Por Edson Monteiro*

Há que reconhecer que o papel da mulher no mundo ultrapassa em muito o contido na concepção do Gênese hebraico. Vê-la apenas como companheira do homem ? destinada a dar-lhe a alegria da não-solidão ? é, no mínimo, uma simplificação presunçosa e tacanha, ainda que o homem, muita vez, a busque apenas com o propósito da satisfação carnal ou do domínio físico exploratório.

O Tempo (Cronos) , filho de Gaia (Terra) e de Urano (Céu), na sua vingança a favor da mãe e contra o pai, não impediu que a Fúria (nascida de sua vingança) se encarregasse de fazer surgir a Afrodite dos encantos femininos junto com a capacidade de buscar os seus direitos de mulher e de influenciar as sociedades do então porvir.

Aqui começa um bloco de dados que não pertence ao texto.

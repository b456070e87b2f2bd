//! Scheduled callback records and their pacing statistics.

use std::fmt;
use std::sync::atomic::{AtomicU64, Ordering};
use std::sync::{Mutex, MutexGuard};

/// Identifier for a work item held in the [`WorkMgr`](crate::WorkMgr)
/// registry.
///
/// Ids are minted monotonically starting at 1001 and never re-issued within a
/// process run. [`WorkHandle::NONE`] (0) means "no work item".
#[derive(Debug, Clone, Copy, PartialEq, Eq, Hash, PartialOrd, Ord)]
pub struct WorkHandle(u32);

impl WorkHandle {
    pub const NONE: WorkHandle = WorkHandle(0);
    pub(crate) const FIRST_ID: u32 = 1001;

    pub(crate) fn from_raw(raw: u32) -> Self {
        WorkHandle(raw)
    }

    pub fn is_none(self) -> bool {
        self.0 == 0
    }

    pub fn raw(self) -> u32 {
        self.0
    }
}

impl fmt::Display for WorkHandle {
    fn fmt(&self, f: &mut fmt::Formatter<'_>) -> fmt::Result {
        write!(f, "{}", self.0)
    }
}

/// Callback invoked by the dispatcher when a work item comes due.
pub type WorkCallback = Box<dyn Fn(WorkHandle) + Send + Sync>;

/// Inter-fire spacing observed by the dispatcher for one work item.
///
/// The counters describe the gap between successive dispatches (or from
/// enqueue to first dispatch), not callback runtime. `last` and `min` hold
/// [`PacingStats::SENTINEL`] until the first fire.
#[derive(Debug, Clone, Copy, PartialEq, Eq)]
pub struct PacingStats {
    pub last: u64,
    pub min: u64,
    pub max: u64,
    pub total: u64,
    pub count: u64,
}

impl PacingStats {
    pub const SENTINEL: u64 = u64::MAX;

    fn new() -> Self {
        PacingStats {
            last: Self::SENTINEL,
            min: Self::SENTINEL,
            max: 0,
            total: 0,
            count: 0,
        }
    }

    fn update(&mut self, queue_time: u64, now: u64) {
        let since = if self.last == Self::SENTINEL {
            queue_time
        } else {
            self.last
        };
        let observed = now.saturating_sub(since);
        if observed < self.min {
            self.min = observed;
        }
        if observed > self.max {
            self.max = observed;
        }
        self.total += observed;
        self.count += 1;
        self.last = now;
    }

    /// Mean observed spacing, once at least one fire has been recorded.
    pub fn avg(&self) -> Option<u64> {
        (self.count != 0).then(|| self.total / self.count)
    }
}

/// A scheduled callback record.
///
/// Storage is owned by the [`WorkMgr`](crate::WorkMgr) map; the dispatcher
/// queue holds scheduling references to the same item. Statistics are only
/// touched by the dispatcher thread, `queue_time` only under the queue lock,
/// so the interior mutability here never contends in practice.
pub(crate) struct WorkItem {
    handle: WorkHandle,
    callback: WorkCallback,
    delay_us: AtomicU64,
    queue_time: AtomicU64,
    stats: Mutex<PacingStats>,
}

impl WorkItem {
    pub(crate) fn new(handle: WorkHandle, delay_us: u64, callback: WorkCallback) -> Self {
        WorkItem {
            handle,
            callback,
            delay_us: AtomicU64::new(delay_us),
            queue_time: AtomicU64::new(0),
            stats: Mutex::new(PacingStats::new()),
        }
    }

    fn lock_stats(&self) -> MutexGuard<'_, PacingStats> {
        match self.stats.lock() {
            Ok(guard) => guard,
            Err(poisoned) => poisoned.into_inner(),
        }
    }

    pub(crate) fn handle(&self) -> WorkHandle {
        self.handle
    }

    pub(crate) fn delay_us(&self) -> u64 {
        self.delay_us.load(Ordering::Relaxed)
    }

    pub(crate) fn set_delay_us(&self, delay_us: u64) {
        self.delay_us.store(delay_us, Ordering::Relaxed);
    }

    pub(crate) fn queue_time(&self) -> u64 {
        self.queue_time.load(Ordering::Relaxed)
    }

    pub(crate) fn mark_queued(&self, now: u64) {
        self.queue_time.store(now, Ordering::Relaxed);
    }

    pub(crate) fn update_stats(&self, now: u64) {
        let queue_time = self.queue_time();
        self.lock_stats().update(queue_time, now);
    }

    pub(crate) fn reset_stats(&self) {
        *self.lock_stats() = PacingStats::new();
    }

    pub(crate) fn snapshot_stats(&self) -> PacingStats {
        *self.lock_stats()
    }

    pub(crate) fn run(&self) {
        (self.callback)(self.handle);
    }

    pub(crate) fn log_stats(&self) {
        let stats = self.snapshot_stats();
        if let Some(avg) = stats.avg() {
            tracing::debug!(
                handle = %self.handle,
                count = stats.count,
                avg_us = avg,
                min_us = stats.min,
                max_us = stats.max,
                "work item pacing"
            );
        }
    }
}

impl fmt::Debug for WorkItem {
    fn fmt(&self, f: &mut fmt::Formatter<'_>) -> fmt::Result {
        f.debug_struct("WorkItem")
            .field("handle", &self.handle)
            .field("delay_us", &self.delay_us())
            .field("queue_time", &self.queue_time())
            .finish_non_exhaustive()
    }
}
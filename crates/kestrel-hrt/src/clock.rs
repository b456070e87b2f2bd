//! Process-wide monotonic microsecond clock.
//!
//! The epoch is captured on first use; all framework timestamps and delays
//! are microsecond offsets from it. [`Deadline`] converts an offset back into
//! an absolute point that a timed condition wait can target.

use std::sync::OnceLock;
use std::time::{Duration, Instant};

static EPOCH: OnceLock<Instant> = OnceLock::new();

fn epoch() -> Instant {
    *EPOCH.get_or_init(Instant::now)
}

/// Microseconds elapsed since the process epoch.
///
/// Monotonic non-decreasing for the lifetime of the process.
pub fn now_us() -> u64 {
    epoch().elapsed().as_micros() as u64
}

/// An absolute point in monotonic time that a timed wait can target.
#[derive(Debug, Clone, Copy, PartialEq, Eq, PartialOrd, Ord)]
pub struct Deadline(Instant);

impl Deadline {
    /// Deadline `timeout_ms` milliseconds from now.
    pub fn after_ms(timeout_ms: u64) -> Self {
        Deadline(Instant::now() + Duration::from_millis(timeout_ms))
    }

    /// Converts an offset from the process epoch back to an absolute deadline.
    pub fn from_offset_us(offset_us: u64) -> Self {
        Deadline(epoch() + Duration::from_micros(offset_us))
    }

    /// Time left until the deadline; zero once it has passed.
    pub fn remaining(&self) -> Duration {
        self.0.saturating_duration_since(Instant::now())
    }

    pub fn has_passed(&self) -> bool {
        self.remaining().is_zero()
    }
}

#[cfg(test)]
mod tests {
    use super::*;
    use std::time::Duration;

    #[test]
    fn now_us_is_monotonic() {
        let mut prev = now_us();
        for _ in 0..1000 {
            let cur = now_us();
            assert!(cur >= prev);
            prev = cur;
        }
    }

    #[test]
    fn offset_deadline_round_trips() {
        let deadline = Deadline::from_offset_us(now_us() + 50_000);
        let left = deadline.remaining();
        assert!(left <= Duration::from_millis(50));
        assert!(left > Duration::from_millis(40));
    }

    #[test]
    fn elapsed_deadline_has_passed() {
        let deadline = Deadline::from_offset_us(now_us().saturating_sub(1));
        assert!(deadline.has_passed());
        assert_eq!(deadline.remaining(), Duration::ZERO);
    }

    #[test]
    fn future_deadline_from_ms() {
        let deadline = Deadline::after_ms(20);
        assert!(!deadline.has_passed());
        assert!(deadline.remaining() <= Duration::from_millis(20));
    }
}
pub mod cli_commands;
pub mod core;
mod coords;
mod geometry;
mod linestring;
mod points;
mod polygons;
pub mod serialization;

pub use self::coords::*;
pub use self::core::*;
pub use self::geometry::*;
pub use self::linestring::*;
pub use self::points::*;
pub use self::polygons::*;
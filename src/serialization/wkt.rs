use crate::coords::Coord;
use crate::core::{GeomResult, GeometricObject, GeometryError};
use crate::geometry::{Geometry, GeometryCollection, GeometryType};
use crate::linestring::{LineString, MultiLineString};
use crate::points::{MultiPoint, Point};
use crate::polygons::{MultiPolygon, Polygon};
use regex::Regex;
use std::iter::Peekable;
use std::sync::OnceLock;
use std::vec::IntoIter;

const NUMBER: &str = r"^-?\d+\.?\d*(?:[eE][-+]?\d+)?";
const KEYWORD: &str = r"^[A-Za-z]+";

static NUMBER_RE: OnceLock<Regex> = OnceLock::new();
static KEYWORD_RE: OnceLock<Regex> = OnceLock::new();

/// Get number regex once to avoid recompilation (thread-safe)
fn number_re() -> &'static Regex {
    NUMBER_RE.get_or_init(|| Regex::new(NUMBER).unwrap())
}

// Get keyword regex once to avoid recompilation (thread-safe)
fn keyword_re() -> &'static Regex {
    KEYWORD_RE.get_or_init(|| Regex::new(KEYWORD).unwrap())
}

// Flat lexer output, before grouping
#[derive(Debug)]
enum RawToken {
    Word(String),
    Number(f64),
    Open,
    Close,
    Comma,
}

/// One node of the token tree: a keyword, a numeric value, or a
/// parenthesized group of comma-delimited elements.
#[derive(Debug)]
enum WktToken {
    Word(String),
    Number(f64),
    Group(Vec<Element>),
}

/// One comma-delimited element inside a group: a run of sibling tokens
type Element = Vec<WktToken>;

/// Parse a WKT string and return the parsed geometry.
///
/// Keywords are matched case-insensitively and internal whitespace is
/// ignored. Returns `MalformedWkt` if the text is not well-formed WKT
/// and `InvalidGeometry` if it is well-formed but violates a geometry
/// invariant.
///
/// Examples
/// ```rust
/// use geoconvlib::Geometry;
/// use geoconvlib::serialization::parse_wkt;
///
/// // Instantiate a point from a string
/// if let Ok(Geometry::Point(pt)) = parse_wkt("POINT (0 0)") {
///     println!("My point is: {pt:?}");
/// }
///
/// // Instantiate a polygon
/// match parse_wkt("POLYGON ((0 0, 0 1, 1 1, 0 0))") {
///     Ok(Geometry::Polygon(poly)) => println!("I got a polygon! {poly:?}"),
///     Ok(_) => println!("This is weird..."),
///     _ => panic!("Failed"),
/// }
/// ```
pub fn parse_wkt(text: &str) -> GeomResult<Geometry> {
    let tokens = scan(text)?;
    let tree = read_tree(tokens)?;
    parse_element(&tree).inspect_err(|err| log::debug!("failed to parse WKT input: {err}"))
}

/// Render a geometry to its canonical WKT representation, the inverse
/// of [`parse_wkt`]. Never fails for a constructed geometry.
pub fn to_wkt(geometry: &Geometry) -> String {
    geometry.wkt()
}

// Lex the raw text into a flat token list
fn scan(text: &str) -> GeomResult<Vec<RawToken>> {
    let mut tokens = Vec::new();
    let mut rest = text;
    loop {
        rest = rest.trim_start();
        if rest.is_empty() {
            break;
        }
        if let Some(s) = rest.strip_prefix('(') {
            tokens.push(RawToken::Open);
            rest = s;
        } else if let Some(s) = rest.strip_prefix(')') {
            tokens.push(RawToken::Close);
            rest = s;
        } else if let Some(s) = rest.strip_prefix(',') {
            tokens.push(RawToken::Comma);
            rest = s;
        } else if let Some(m) = number_re().find(rest) {
            let value = m.as_str().parse::<f64>().map_err(|_| {
                GeometryError::MalformedWkt(format!("invalid number: {}", m.as_str()))
            })?;
            tokens.push(RawToken::Number(value));
            rest = &rest[m.end()..];
        } else if let Some(m) = keyword_re().find(rest) {
            tokens.push(RawToken::Word(m.as_str().to_ascii_uppercase()));
            rest = &rest[m.end()..];
        } else {
            return Err(GeometryError::MalformedWkt(format!(
                "unexpected character at: {rest:.12}"
            )));
        }
    }
    if tokens.is_empty() {
        return Err(GeometryError::MalformedWkt(String::from("empty input")));
    }
    Ok(tokens)
}

// Fold the flat token list into a single top-level element and check
// that nothing trails it
fn read_tree(tokens: Vec<RawToken>) -> GeomResult<Element> {
    let mut reader = tokens.into_iter().peekable();
    let root = read_element(&mut reader)?;
    if reader.next().is_some() {
        return Err(GeometryError::MalformedWkt(String::from(
            "trailing characters after geometry",
        )));
    }
    Ok(root)
}

// Read one element: a run of words, numbers, and nested groups, up to
// the next comma, closing parenthesis, or end of input
fn read_element(reader: &mut Peekable<IntoIter<RawToken>>) -> GeomResult<Element> {
    let mut element = Vec::new();
    loop {
        let token = match reader.peek() {
            None | Some(RawToken::Close) | Some(RawToken::Comma) => break,
            Some(_) => reader.next(),
        };
        match token {
            Some(RawToken::Open) => element.push(WktToken::Group(read_group(reader)?)),
            Some(RawToken::Word(word)) => element.push(WktToken::Word(word)),
            Some(RawToken::Number(value)) => element.push(WktToken::Number(value)),
            _ => break,
        }
    }
    Ok(element)
}

// Read the comma-delimited elements of a group whose opening
// parenthesis was already consumed, up to and including the closing one
fn read_group(reader: &mut Peekable<IntoIter<RawToken>>) -> GeomResult<Vec<Element>> {
    let mut elements = vec![read_element(reader)?];
    loop {
        match reader.next() {
            Some(RawToken::Comma) => elements.push(read_element(reader)?),
            Some(RawToken::Close) => return Ok(elements),
            _ => {
                return Err(GeometryError::MalformedWkt(String::from(
                    "unbalanced parentheses",
                )));
            }
        }
    }
}

// Dispatch a keyword-tagged element to the matching variant parser.
// Recursion re-enters here for every GEOMETRYCOLLECTION member.
fn parse_element(element: &[WktToken]) -> GeomResult<Geometry> {
    match element {
        [WktToken::Word(keyword), WktToken::Group(body)] => {
            match GeometryType::from_keyword(keyword) {
                Some(GeometryType::Point) => Ok(parse_point(body)?.into()),
                Some(GeometryType::MultiPoint) => Ok(parse_multipoint(body)?.into()),
                Some(GeometryType::LineString) => Ok(parse_linestring(body)?.into()),
                Some(GeometryType::MultiLineString) => Ok(parse_multilinestring(body)?.into()),
                Some(GeometryType::Polygon) => Ok(parse_polygon(body)?.into()),
                Some(GeometryType::MultiPolygon) => Ok(parse_multipolygon(body)?.into()),
                Some(GeometryType::GeometryCollection) => Ok(parse_collection(body)?.into()),
                None => Err(GeometryError::MalformedWkt(format!(
                    "unsupported geometry type: {keyword}"
                ))),
            }
        }
        [WktToken::Word(keyword), ..] => Err(GeometryError::MalformedWkt(format!(
            "expected parenthesized body after {keyword}"
        ))),
        _ => Err(GeometryError::MalformedWkt(String::from(
            "expected a geometry type keyword",
        ))),
    }
}

// One coordinate tuple: 2 or 3 whitespace-separated numbers
fn coord_from_element(element: &[WktToken]) -> GeomResult<Coord> {
    let mut values = Vec::with_capacity(3);
    for token in element {
        match token {
            WktToken::Number(value) => values.push(*value),
            _ => {
                return Err(GeometryError::MalformedWkt(String::from(
                    "expected a numeric coordinate value",
                )));
            }
        }
    }
    match values[..] {
        [x, y] => Ok(Coord::new(x, y)),
        [x, y, z] => Ok(Coord::with_z(x, y, z)),
        _ => Err(GeometryError::MalformedWkt(format!(
            "coordinate tuple must have 2 or 3 values, got {}",
            values.len()
        ))),
    }
}

// An element that is exactly one nested group, as required for polygon
// rings and multi-geometry members
fn group_of(element: &[WktToken]) -> Option<&[Element]> {
    match element {
        [WktToken::Group(inner)] => Some(inner),
        _ => None,
    }
}

fn parse_point(body: &[Element]) -> GeomResult<Point> {
    match body {
        [tuple] => Ok(Point::new(coord_from_element(tuple)?)),
        _ => Err(GeometryError::MalformedWkt(format!(
            "POINT takes exactly one coordinate tuple, got {}",
            body.len()
        ))),
    }
}

// MULTIPOINT accepts both bare tuples and individually parenthesized
// tuples; both normalize to the same point sequence
fn parse_multipoint(body: &[Element]) -> GeomResult<MultiPoint> {
    let mut points = Vec::with_capacity(body.len());
    for (i, element) in body.iter().enumerate() {
        let tuple = match group_of(element) {
            Some([inner]) => &inner[..],
            Some(inner) => {
                return Err(GeometryError::MalformedWkt(format!(
                    "MULTIPOINT member {i} must hold a single coordinate tuple, got {}",
                    inner.len()
                )));
            }
            None => &element[..],
        };
        points.push(Point::new(coord_from_element(tuple)?));
    }
    Ok(MultiPoint::new(points))
}

fn parse_linestring(body: &[Element]) -> GeomResult<LineString> {
    let coords = body
        .iter()
        .map(|element| coord_from_element(element))
        .collect::<GeomResult<Vec<_>>>()?;
    LineString::new(coords)
}

fn parse_multilinestring(body: &[Element]) -> GeomResult<MultiLineString> {
    let mut lines = Vec::with_capacity(body.len());
    for (i, element) in body.iter().enumerate() {
        let inner = group_of(element).ok_or_else(|| {
            GeometryError::MalformedWkt(format!(
                "MULTILINESTRING member {i} must be a parenthesized coordinate list"
            ))
        })?;
        lines.push(parse_linestring(inner).map_err(|err| err.nested("MultiLineString", i))?);
    }
    Ok(MultiLineString::new(lines))
}

fn parse_polygon(body: &[Element]) -> GeomResult<Polygon> {
    let mut rings = Vec::with_capacity(body.len());
    for (i, element) in body.iter().enumerate() {
        let inner = group_of(element).ok_or_else(|| {
            GeometryError::MalformedWkt(format!(
                "polygon ring {i} must be a parenthesized coordinate list"
            ))
        })?;
        rings.push(parse_linestring(inner).map_err(|err| err.nested("Polygon/rings", i))?);
    }
    Polygon::new(rings)
}

fn parse_multipolygon(body: &[Element]) -> GeomResult<MultiPolygon> {
    let mut polygons = Vec::with_capacity(body.len());
    for (i, element) in body.iter().enumerate() {
        let inner = group_of(element).ok_or_else(|| {
            GeometryError::MalformedWkt(format!(
                "MULTIPOLYGON member {i} must be a parenthesized ring list"
            ))
        })?;
        polygons.push(parse_polygon(inner).map_err(|err| err.nested("MultiPolygon", i))?);
    }
    Ok(MultiPolygon::new(polygons))
}

// Every collection member is a fully-qualified geometry with its own
// keyword, parsed by plain recursion over the token tree
fn parse_collection(body: &[Element]) -> GeomResult<GeometryCollection> {
    let mut geometries = Vec::with_capacity(body.len());
    for (i, element) in body.iter().enumerate() {
        geometries.push(parse_element(element).map_err(|err| err.nested("GeometryCollection", i))?);
    }
    Ok(GeometryCollection::new(geometries))
}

Essa é a história, tanto no viés poético de Hesíodo, quanto nos registros seculares que desfilam mulheres notáveis, individual ou coletivamente, transformadoras mártires de uma sociedade machista e retrógrada, cujos homens dominadores mostraram-se incapazes com suas atitudes de reconhecer na doce e sensual figura feminina, mais que curvas “venusianas”, mas também e, talvez, principalmente um coração sensível e uma mente aberta a tantas lutas e conquistas.

Na Nova York de 08 de março de 1857, operárias de uma fábrica têxtil recusaram-se ao trabalho porque buscavam redução da jornada diária para dez horas (eram dezesseis) e equiparação salarial com os homens (seus salários eram, no máximo, 1/3 daqueles dos homens de trabalho equivalente). Foram trancadas e queimadas vivas. Morreram cerca de 130 mulheres.

Somente 53 anos depois desse episódio, já em 1910, a Dinamarca propõe o Dia Internacional de Mulher e o comemora na data de 08 de março, como homenagem àquelas mártires.

Mas na data de 28 de fevereiro de 1909, por iniciativa do Partido Socialista da América, antes, portanto, da celebração dinamarquesa, homenageiam-se aquelas mulheres de 1857 e prepara-se a 1ª Conferência Internacional das Mulheres, por iniciativa da Internacional Socialista, onde a ativista Clara Zetkin sugere a criação do “Dia”, iniciativa frustrada por desacordo entre as datas.

Em 19 de março de 1911, com cerca de um milhão de participantes, Áustria, Dinamarca, Alemanha e Suiça juntam-se para celebrar o Dia Internacional da Mulher em seus respectivos domínios.

Em 08 de março de 1917, mulheres russas se rebelam contra o czar Nicolau II e contra a entrada da Rússia na 1ª Guerra Mundial, o que no dizer de Leon Trotsky deixou-o surpreendido pela adesão feminina total à greve que, efetivamente, viria a inaugurar a revolução. Neste episódio, ligado ao direito de participação nos destinos da sociedade e não prioritariamente à igualdade de oportunidade e isonomia no trabalho, percebo com mais significação o papel da mulher no destino do Homem. O futuro provaria isto!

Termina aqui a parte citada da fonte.